> _Goal of the exercise_
Write out each line from the data below that includes the word "generate".

────

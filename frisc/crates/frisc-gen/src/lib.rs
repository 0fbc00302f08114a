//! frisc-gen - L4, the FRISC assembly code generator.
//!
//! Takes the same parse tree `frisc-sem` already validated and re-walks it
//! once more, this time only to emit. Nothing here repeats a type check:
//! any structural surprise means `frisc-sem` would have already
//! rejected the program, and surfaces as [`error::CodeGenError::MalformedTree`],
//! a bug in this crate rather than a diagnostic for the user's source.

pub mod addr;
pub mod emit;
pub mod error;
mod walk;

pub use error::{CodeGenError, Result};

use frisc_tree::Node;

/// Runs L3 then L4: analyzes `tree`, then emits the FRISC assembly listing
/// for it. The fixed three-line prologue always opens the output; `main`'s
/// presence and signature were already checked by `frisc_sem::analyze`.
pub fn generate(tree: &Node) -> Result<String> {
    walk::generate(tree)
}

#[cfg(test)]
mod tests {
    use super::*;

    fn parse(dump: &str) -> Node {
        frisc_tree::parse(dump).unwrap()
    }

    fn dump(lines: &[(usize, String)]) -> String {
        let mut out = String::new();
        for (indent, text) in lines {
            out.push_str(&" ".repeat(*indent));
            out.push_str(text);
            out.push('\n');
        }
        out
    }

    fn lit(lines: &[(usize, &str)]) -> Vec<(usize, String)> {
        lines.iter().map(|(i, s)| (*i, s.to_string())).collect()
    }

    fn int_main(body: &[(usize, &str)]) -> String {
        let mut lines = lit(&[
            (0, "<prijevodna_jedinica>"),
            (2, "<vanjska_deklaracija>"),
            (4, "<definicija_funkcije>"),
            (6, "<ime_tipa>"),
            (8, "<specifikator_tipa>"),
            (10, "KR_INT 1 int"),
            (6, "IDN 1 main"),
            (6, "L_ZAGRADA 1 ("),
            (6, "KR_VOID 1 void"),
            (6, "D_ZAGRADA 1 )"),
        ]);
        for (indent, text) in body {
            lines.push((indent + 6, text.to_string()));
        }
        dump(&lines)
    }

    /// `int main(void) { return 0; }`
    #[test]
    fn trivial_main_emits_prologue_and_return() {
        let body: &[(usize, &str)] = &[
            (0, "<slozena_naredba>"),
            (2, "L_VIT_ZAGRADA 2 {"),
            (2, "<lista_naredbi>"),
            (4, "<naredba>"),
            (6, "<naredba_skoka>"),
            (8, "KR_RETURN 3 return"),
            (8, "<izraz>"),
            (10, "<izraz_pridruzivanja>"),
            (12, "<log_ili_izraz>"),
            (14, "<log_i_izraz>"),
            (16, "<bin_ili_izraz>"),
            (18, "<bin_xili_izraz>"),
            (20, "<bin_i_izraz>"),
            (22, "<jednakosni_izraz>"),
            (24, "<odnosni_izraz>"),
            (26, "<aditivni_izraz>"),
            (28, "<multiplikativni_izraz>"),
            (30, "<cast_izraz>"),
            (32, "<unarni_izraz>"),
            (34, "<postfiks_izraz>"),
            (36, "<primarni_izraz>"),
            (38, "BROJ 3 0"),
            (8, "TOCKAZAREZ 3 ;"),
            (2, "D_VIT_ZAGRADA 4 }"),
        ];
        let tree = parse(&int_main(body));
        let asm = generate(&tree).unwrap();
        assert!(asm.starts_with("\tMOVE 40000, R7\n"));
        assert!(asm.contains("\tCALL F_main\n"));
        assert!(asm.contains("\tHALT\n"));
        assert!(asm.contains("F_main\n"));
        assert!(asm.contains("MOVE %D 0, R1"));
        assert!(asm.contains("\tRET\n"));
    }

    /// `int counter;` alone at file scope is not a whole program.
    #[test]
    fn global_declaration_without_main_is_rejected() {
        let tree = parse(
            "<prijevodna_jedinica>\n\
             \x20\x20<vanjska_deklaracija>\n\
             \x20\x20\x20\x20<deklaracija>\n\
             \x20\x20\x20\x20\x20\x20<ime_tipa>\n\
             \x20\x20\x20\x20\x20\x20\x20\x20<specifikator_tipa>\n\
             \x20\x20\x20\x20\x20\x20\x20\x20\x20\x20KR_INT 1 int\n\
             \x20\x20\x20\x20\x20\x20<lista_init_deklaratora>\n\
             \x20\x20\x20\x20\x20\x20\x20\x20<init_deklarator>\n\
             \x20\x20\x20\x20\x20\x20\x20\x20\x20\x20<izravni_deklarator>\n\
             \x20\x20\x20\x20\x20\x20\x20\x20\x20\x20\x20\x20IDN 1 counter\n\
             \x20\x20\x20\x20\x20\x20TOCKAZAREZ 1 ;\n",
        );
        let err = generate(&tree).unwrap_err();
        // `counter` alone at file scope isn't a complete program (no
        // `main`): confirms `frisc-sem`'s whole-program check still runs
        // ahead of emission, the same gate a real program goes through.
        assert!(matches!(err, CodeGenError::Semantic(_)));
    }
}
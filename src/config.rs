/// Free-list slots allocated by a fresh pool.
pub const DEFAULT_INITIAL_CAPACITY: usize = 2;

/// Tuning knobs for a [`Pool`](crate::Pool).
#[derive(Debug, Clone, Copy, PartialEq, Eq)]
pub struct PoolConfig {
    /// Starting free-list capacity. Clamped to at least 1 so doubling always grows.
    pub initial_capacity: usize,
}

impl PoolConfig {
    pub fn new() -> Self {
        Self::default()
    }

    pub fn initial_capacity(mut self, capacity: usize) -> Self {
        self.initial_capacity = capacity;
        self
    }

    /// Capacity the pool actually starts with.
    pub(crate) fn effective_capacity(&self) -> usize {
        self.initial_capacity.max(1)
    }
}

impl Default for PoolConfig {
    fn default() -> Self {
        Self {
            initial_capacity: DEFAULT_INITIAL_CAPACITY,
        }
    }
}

────

> _Response below_
pub fn generate(tree: &Node) -> Result<String> {
    walk::generate(tree)
        let asm = generate(&tree).unwrap();
        let err = generate(&tree).unwrap_err();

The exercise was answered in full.